About this task:
Using the records below, repeat exactly the lines from the one holding "let mut quote: Option<char> = None;" through the one holding "let (token, after_pipe)", both ends included, and no others.

BEGIN Records supplied

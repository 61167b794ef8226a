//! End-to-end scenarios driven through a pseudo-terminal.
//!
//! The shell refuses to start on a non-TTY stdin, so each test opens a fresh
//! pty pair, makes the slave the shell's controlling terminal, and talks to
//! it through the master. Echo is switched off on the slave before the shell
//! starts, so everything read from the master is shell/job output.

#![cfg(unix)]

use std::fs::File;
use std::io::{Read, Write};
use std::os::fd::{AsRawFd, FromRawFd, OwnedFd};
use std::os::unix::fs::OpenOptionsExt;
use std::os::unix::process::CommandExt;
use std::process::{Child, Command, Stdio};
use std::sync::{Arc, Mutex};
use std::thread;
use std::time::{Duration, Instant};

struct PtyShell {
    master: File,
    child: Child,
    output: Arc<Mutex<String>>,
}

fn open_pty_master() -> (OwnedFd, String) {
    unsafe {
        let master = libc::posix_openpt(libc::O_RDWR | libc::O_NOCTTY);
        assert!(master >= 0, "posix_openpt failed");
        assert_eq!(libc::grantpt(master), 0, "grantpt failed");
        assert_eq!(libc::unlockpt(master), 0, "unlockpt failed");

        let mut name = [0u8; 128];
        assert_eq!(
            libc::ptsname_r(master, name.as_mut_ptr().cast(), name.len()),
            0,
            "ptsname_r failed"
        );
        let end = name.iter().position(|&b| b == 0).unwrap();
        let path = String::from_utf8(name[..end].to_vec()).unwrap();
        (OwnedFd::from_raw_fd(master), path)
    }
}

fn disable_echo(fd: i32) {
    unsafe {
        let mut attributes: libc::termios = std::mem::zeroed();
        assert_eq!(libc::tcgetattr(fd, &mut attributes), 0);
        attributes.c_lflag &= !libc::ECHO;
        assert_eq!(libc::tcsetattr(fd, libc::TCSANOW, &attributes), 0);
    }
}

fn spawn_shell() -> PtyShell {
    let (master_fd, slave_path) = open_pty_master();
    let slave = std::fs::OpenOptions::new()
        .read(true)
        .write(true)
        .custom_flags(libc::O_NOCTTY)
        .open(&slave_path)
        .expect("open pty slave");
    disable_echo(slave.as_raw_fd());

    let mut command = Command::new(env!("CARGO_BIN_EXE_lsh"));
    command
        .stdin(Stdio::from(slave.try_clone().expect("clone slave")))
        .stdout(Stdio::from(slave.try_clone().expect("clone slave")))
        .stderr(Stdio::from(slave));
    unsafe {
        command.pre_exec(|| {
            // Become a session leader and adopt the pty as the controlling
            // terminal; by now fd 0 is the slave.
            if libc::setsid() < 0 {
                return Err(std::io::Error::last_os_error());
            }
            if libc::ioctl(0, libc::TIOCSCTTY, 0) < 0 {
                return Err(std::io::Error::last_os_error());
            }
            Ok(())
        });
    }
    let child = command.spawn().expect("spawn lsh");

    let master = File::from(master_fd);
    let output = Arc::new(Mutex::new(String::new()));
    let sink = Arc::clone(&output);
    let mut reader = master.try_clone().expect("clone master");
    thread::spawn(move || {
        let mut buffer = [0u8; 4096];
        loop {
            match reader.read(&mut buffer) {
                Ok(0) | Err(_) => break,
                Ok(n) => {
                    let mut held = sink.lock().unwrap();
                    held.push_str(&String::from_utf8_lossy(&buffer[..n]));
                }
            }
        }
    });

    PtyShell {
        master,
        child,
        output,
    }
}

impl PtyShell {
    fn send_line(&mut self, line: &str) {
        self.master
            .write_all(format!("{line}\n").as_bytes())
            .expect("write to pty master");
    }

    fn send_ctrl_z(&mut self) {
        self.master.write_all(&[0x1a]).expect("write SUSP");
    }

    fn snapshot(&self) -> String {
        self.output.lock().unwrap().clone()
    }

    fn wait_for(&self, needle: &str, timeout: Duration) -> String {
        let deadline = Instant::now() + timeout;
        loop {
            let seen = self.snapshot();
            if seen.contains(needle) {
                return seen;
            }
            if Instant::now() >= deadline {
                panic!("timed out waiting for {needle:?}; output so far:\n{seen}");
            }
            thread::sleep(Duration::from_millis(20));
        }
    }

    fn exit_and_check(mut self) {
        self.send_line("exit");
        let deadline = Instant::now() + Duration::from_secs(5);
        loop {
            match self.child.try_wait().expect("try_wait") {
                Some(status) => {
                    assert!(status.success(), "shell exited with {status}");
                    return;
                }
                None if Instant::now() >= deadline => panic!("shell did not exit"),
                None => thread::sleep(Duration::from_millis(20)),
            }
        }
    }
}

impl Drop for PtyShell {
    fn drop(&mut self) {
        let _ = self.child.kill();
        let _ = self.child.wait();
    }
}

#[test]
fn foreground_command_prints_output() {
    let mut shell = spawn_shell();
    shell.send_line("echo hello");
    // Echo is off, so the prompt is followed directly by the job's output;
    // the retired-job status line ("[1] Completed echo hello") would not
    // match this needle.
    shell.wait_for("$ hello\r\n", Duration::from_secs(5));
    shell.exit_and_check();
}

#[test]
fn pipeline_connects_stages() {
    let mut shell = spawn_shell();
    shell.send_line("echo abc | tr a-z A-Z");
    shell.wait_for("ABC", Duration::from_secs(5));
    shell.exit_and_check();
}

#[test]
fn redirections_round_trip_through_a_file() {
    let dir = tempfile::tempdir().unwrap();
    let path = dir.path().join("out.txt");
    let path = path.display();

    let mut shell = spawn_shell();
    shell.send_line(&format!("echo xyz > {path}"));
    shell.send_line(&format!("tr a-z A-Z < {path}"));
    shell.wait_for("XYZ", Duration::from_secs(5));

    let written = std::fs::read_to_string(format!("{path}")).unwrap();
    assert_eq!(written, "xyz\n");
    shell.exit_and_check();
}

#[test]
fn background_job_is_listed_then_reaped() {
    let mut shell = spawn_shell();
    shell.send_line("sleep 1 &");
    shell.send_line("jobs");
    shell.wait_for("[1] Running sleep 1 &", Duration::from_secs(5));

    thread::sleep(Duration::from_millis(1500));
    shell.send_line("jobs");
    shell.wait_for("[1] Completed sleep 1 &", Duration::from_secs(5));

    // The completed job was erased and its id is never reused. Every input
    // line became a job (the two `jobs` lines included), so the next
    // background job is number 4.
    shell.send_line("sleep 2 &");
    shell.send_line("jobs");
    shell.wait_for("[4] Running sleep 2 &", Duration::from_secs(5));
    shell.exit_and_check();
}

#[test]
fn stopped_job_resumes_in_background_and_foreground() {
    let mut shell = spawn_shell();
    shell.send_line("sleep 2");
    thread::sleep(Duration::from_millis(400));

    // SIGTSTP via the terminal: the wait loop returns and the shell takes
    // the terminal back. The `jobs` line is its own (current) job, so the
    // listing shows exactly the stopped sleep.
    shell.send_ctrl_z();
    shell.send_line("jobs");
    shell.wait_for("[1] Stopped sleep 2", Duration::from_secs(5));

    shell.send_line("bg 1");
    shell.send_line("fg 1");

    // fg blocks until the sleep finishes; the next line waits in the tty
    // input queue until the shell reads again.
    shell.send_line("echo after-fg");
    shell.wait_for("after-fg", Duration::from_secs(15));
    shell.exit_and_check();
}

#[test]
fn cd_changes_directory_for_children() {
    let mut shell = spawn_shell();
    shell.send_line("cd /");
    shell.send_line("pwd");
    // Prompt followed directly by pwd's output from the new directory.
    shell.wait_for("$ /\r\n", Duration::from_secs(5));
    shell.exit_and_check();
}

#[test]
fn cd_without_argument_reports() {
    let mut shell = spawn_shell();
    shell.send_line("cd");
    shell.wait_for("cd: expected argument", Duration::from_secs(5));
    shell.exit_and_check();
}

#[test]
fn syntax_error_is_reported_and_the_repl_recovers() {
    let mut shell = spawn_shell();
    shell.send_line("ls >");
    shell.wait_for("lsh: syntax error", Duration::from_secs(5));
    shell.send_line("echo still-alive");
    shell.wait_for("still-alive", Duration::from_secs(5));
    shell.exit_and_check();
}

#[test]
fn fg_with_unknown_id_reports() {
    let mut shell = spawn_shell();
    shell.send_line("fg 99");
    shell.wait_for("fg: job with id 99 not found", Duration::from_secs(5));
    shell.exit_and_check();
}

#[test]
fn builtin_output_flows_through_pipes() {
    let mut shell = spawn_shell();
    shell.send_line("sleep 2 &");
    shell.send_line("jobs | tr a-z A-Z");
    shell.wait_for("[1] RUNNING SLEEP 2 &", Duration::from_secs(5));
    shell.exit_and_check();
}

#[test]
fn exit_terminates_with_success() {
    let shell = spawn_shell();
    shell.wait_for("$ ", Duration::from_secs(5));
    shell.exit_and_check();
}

END Records supplied
BEGIN Records supplied

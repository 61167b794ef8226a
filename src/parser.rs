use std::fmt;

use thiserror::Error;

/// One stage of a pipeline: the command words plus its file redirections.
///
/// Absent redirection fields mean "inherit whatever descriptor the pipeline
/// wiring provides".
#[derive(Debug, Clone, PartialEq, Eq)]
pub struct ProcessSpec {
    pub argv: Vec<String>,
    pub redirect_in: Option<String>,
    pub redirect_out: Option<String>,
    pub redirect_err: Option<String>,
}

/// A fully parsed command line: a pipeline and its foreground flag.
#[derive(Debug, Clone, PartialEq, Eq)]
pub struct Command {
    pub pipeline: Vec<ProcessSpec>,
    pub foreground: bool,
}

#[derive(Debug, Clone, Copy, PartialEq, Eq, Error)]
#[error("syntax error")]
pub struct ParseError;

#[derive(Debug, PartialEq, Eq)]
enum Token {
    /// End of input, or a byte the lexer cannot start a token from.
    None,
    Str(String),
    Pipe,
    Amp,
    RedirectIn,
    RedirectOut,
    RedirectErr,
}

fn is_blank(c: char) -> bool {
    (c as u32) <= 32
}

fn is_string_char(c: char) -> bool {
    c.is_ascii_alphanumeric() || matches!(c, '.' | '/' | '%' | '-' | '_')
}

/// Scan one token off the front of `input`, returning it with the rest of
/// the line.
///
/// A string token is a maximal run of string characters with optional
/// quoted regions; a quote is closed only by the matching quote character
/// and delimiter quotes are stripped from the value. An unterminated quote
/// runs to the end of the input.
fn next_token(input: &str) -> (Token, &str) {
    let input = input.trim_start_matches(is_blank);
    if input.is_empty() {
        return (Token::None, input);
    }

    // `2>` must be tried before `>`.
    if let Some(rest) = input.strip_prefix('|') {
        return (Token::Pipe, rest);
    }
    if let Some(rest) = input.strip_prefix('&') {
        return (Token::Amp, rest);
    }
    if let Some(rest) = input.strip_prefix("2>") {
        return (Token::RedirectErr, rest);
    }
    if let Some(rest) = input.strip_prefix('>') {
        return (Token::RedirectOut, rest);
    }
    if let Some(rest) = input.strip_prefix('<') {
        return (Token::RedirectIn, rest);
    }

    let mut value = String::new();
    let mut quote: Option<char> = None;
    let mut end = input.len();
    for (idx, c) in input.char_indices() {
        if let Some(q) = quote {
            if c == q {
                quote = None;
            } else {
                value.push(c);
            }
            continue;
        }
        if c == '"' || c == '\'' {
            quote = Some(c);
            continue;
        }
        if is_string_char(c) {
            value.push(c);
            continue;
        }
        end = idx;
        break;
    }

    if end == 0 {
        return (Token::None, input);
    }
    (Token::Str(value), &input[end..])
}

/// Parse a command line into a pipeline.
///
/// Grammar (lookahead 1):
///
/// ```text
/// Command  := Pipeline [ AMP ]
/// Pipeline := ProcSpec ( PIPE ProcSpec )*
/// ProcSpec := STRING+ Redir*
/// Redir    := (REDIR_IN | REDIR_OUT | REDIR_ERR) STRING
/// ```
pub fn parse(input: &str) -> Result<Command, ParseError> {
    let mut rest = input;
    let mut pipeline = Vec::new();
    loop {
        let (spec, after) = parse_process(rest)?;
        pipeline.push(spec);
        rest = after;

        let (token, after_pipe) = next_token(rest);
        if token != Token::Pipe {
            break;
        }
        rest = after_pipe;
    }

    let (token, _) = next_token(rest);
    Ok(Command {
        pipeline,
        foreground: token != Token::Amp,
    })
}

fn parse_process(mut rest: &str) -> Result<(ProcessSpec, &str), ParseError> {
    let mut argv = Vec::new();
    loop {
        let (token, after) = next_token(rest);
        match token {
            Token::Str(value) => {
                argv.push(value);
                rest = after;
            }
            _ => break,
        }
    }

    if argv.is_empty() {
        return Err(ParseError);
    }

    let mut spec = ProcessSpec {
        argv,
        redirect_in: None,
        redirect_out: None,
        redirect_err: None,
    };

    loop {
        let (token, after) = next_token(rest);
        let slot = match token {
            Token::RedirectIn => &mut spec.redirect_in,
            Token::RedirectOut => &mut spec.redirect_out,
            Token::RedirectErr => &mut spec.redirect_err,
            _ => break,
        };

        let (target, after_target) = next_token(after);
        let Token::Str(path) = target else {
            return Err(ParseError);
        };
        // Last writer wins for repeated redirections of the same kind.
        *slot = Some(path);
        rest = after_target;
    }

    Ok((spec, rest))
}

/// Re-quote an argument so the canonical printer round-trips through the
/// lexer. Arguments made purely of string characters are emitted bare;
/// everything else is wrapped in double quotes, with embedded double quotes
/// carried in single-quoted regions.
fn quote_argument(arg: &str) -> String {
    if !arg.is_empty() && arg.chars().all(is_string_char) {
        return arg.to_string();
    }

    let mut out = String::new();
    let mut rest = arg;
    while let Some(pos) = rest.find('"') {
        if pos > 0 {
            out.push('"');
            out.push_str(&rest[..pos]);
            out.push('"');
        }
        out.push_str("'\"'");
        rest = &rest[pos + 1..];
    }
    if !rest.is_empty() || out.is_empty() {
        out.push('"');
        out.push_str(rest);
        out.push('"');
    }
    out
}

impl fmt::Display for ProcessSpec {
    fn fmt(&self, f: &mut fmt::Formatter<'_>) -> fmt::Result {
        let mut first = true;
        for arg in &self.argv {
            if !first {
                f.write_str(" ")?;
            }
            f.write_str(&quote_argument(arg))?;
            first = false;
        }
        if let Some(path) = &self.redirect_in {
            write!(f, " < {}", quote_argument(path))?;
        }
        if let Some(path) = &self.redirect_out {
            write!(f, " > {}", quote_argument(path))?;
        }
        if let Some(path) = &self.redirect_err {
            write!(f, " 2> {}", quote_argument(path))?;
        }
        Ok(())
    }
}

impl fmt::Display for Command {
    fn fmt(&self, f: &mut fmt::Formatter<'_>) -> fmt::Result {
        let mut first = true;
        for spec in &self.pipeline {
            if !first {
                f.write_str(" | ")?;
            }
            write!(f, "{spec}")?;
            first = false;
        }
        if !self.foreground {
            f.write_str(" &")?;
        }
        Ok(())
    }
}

END Records supplied

The completed task:
    let mut quote: Option<char> = None;
    let mut end = input.len();
    for (idx, c) in input.char_indices() {
        if let Some(q) = quote {
            if c == q {
                quote = None;
            } else {
                value.push(c);
            }
            continue;
        }
        if c == '"' || c == '\'' {
            quote = Some(c);
            continue;
        }
        if is_string_char(c) {
            value.push(c);
            continue;
        }
        end = idx;
        break;
    }

    if end == 0 {
        return (Token::None, input);
    }
    (Token::Str(value), &input[end..])
}

/// Parse a command line into a pipeline.
///
/// Grammar (lookahead 1):
///
/// ```text
/// Command  := Pipeline [ AMP ]
/// Pipeline := ProcSpec ( PIPE ProcSpec )*
/// ProcSpec := STRING+ Redir*
/// Redir    := (REDIR_IN | REDIR_OUT | REDIR_ERR) STRING
/// ```
pub fn parse(input: &str) -> Result<Command, ParseError> {
    let mut rest = input;
    let mut pipeline = Vec::new();
    loop {
        let (spec, after) = parse_process(rest)?;
        pipeline.push(spec);
        rest = after;

        let (token, after_pipe) = next_token(rest);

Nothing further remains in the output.